Escobar embraces the spiritual evocation of these items to tension the lines between

object and narrative, fact and fiction, utilizing them as a synthesis of the material

existence of contemporary society. Behind the magnetic strangeness of these

combinations, lies the macro panorama's non-sense gore, all the brutal violence and

generalized absurdity that surrounds us. Each object evokes the dynamic of a society that, guided by an operational system based on an alleged rationality, impels a senseless program that is as comical as it is tragic. A shameless system, that demotes human potential to its lowest level, and won't think twice before exempting itself from its complete inefficiency and baneful lack of logic and justice.

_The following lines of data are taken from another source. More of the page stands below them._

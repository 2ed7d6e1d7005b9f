//! The passive decoders of one bake, keyed by unit id.

use std::collections::{BTreeMap, HashMap};
use std::path::PathBuf;

use glcv_codec::{CodecBackend, FrameSlot};
use glcv_common::error::GlcvResult;
use glcv_timeline::{UnitId, Visibility};

use super::passive::{DecoderSettings, PassiveDecoder};
use crate::encode::AudioBufferProvider;

struct PoolEntry {
    id: UnitId,
    decoder: PassiveDecoder,
}

/// Arena of decoders. Entries are removed by swap-remove once their unit
/// went out of view after playing.
#[derive(Default)]
pub struct DecoderPool {
    entries: Vec<PoolEntry>,
    positions: HashMap<UnitId, usize>,
    ids: HashMap<String, UnitId>,
    retired_frames: BTreeMap<String, u64>,
}

impl DecoderPool {
    pub fn new() -> Self {
        Self::default()
    }

    /// Register a decoder for unit `id`. It is prepared later by
    /// [`prepare`](Self::prepare).
    pub fn create_decoder(
        &mut self,
        id: UnitId,
        tag: &str,
        source: impl Into<PathBuf>,
        start_clip_ms: u64,
        decode_audio: bool,
        settings: DecoderSettings,
    ) -> FrameSlot {
        let decoder = PassiveDecoder::new(tag, source, start_clip_ms, decode_audio, settings);
        let slot = decoder.frame_slot();
        if let Some(&position) = self.positions.get(&id) {
            tracing::warn!(tag, id = id.index(), "Replacing registered decoder");
            let mut old = std::mem::replace(&mut self.entries[position].decoder, decoder);
            old.release();
            self.ids.retain(|_, v| *v != id);
        } else {
            self.positions.insert(id, self.entries.len());
            self.entries.push(PoolEntry { id, decoder });
        }
        self.ids.insert(tag.to_string(), id);
        slot
    }

    pub fn prepare(
        &mut self,
        backend: &dyn CodecBackend,
        audio: &mut dyn AudioBufferProvider,
    ) -> GlcvResult<()> {
        for entry in &mut self.entries {
            entry.decoder.prepare(backend, audio)?;
        }
        Ok(())
    }

    /// Advance visible decoders and retire the ones that played and went
    /// out of view. Decoders that never played stay pending.
    pub fn advance(&mut self, timestamp_us: i64, visibility: &Visibility) -> GlcvResult<()> {
        let mut position = 0;
        while position < self.entries.len() {
            let entry = &mut self.entries[position];
            if visibility.is_visible(entry.id) {
                entry.decoder.advance(timestamp_us)?;
                position += 1;
            } else if entry.decoder.is_used() {
                let mut retired = self.swap_remove(position);
                retired.decoder.release();
                self.retire(&retired.decoder);
            } else {
                position += 1;
            }
        }
        Ok(())
    }

    fn swap_remove(&mut self, position: usize) -> PoolEntry {
        let entry = self.entries.swap_remove(position);
        self.positions.remove(&entry.id);
        self.ids.remove(entry.decoder.tag());
        if let Some(moved) = self.entries.get(position) {
            self.positions.insert(moved.id, position);
        }
        entry
    }

    fn retire(&mut self, decoder: &PassiveDecoder) {
        *self
            .retired_frames
            .entry(decoder.tag().to_string())
            .or_default() += decoder.frames_accepted();
    }

    /// Release every remaining decoder.
    pub fn release(&mut self) {
        for mut entry in std::mem::take(&mut self.entries) {
            entry.decoder.release();
            self.retire(&entry.decoder);
        }
        self.positions.clear();
        self.ids.clear();
    }

    pub fn len(&self) -> usize {
        self.entries.len()
    }

    pub fn is_empty(&self) -> bool {
        self.entries.is_empty()
    }

    pub fn contains(&self, tag: &str) -> bool {
        self.ids.contains_key(tag)
    }

    pub fn decoder(&self, tag: &str) -> Option<&PassiveDecoder> {
        let id = self.ids.get(tag)?;
        let position = self.positions.get(id)?;
        self.entries.get(*position).map(|e| &e.decoder)
    }

    /// Speed-controller accepted frames per tag, over live and retired
    /// decoders.
    pub fn frames_accepted(&self) -> BTreeMap<String, u64> {
        let mut totals = self.retired_frames.clone();
        for entry in &self.entries {
            *totals.entry(entry.decoder.tag().to_string()).or_default() +=
                entry.decoder.frames_accepted();
        }
        totals
    }
}

#[cfg(test)]
mod tests {
    use super::*;
    use crate::encode::AudioProcessor;
    use glcv_codec::software::{SoftwareBackend, SyntheticSource};

    fn pool_with(backend: &SoftwareBackend, tags: &[&str]) -> DecoderPool {
        let mut pool = DecoderPool::new();
        for (i, tag) in tags.iter().enumerate() {
            let path = format!("/clips/{tag}.mp4");
            backend.register_source(path.clone(), SyntheticSource::video(16, 16, 30, 2000));
            pool.create_decoder(UnitId(i), tag, path, 0, false, DecoderSettings::default());
        }
        let mut audio = AudioProcessor::new();
        pool.prepare(backend, &mut audio).unwrap();
        pool
    }

    #[test]
    fn test_never_visible_decoders_stay_pending() {
        let backend = SoftwareBackend::new();
        let mut pool = pool_with(&backend, &["a", "b"]);
        let only_a = Visibility::from_flags(vec![true, false]);
        for i in 0..5 {
            pool.advance(i * 33_334, &only_a).unwrap();
        }
        assert_eq!(pool.len(), 2);
        assert!(!pool.decoder("b").unwrap().is_used());
    }

    #[test]
    fn test_used_then_hidden_decoder_is_released() {
        let backend = SoftwareBackend::new();
        let mut pool = pool_with(&backend, &["a", "b", "c"]);
        pool.advance(0, &Visibility::from_flags(vec![true, false, false]))
            .unwrap();
        pool.advance(33_334, &Visibility::from_flags(vec![false, true, false]))
            .unwrap();

        assert!(!pool.contains("a"));
        assert_eq!(pool.len(), 2);
        // "c" moved into a's position and is still reachable by tag.
        assert!(pool.decoder("c").is_some());
        assert!(pool.decoder("b").unwrap().is_used());

        let frames = pool.frames_accepted();
        assert_eq!(frames.get("a"), Some(&1));
        assert_eq!(frames.get("b"), Some(&1));
    }

    #[test]
    fn test_release_empties_pool() {
        let backend = SoftwareBackend::new();
        let mut pool = pool_with(&backend, &["a"]);
        pool.release();
        pool.release();
        assert!(pool.is_empty());
    }
}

Apart from the objects, two photographs mounted on the rearmost wall contribute to the tradition of the Still Life in art history. They are classical landscapes that dramatically reenact the fetishes and cliches linked to the consumption of psychoactive substances, emphasizing not only accessories mobilized by recreational use, but also the atmosphere and conjuncture that surrounds it. In their chiaroscuro, these images bring out depth to a range of experiences composed of solid and subjective matter, organized in such a way that allows us to access the source of a social-aesthetic structure that simultaneously generates images and grinds people up. Thus, behold a conceptual space in which our bodies can stroll through energies and linguistic codes that shift between materiality and idea, between what there is and what escapes us – all that was, that is now a mere

specter, just a ghost. It turned to dust, it turned to smoke.


¹ In Portuguese the word "cachimbo" means pipe, while the suffix "-eiro" is an equivalent of the suffix "-er" in English, which indicates someone or something performing a particular action.


² A commonly used term for referencing notorious Nike running shoes popularized in the early 2000s for having the Nike Shox support system, which consists of a series of columns in the heels.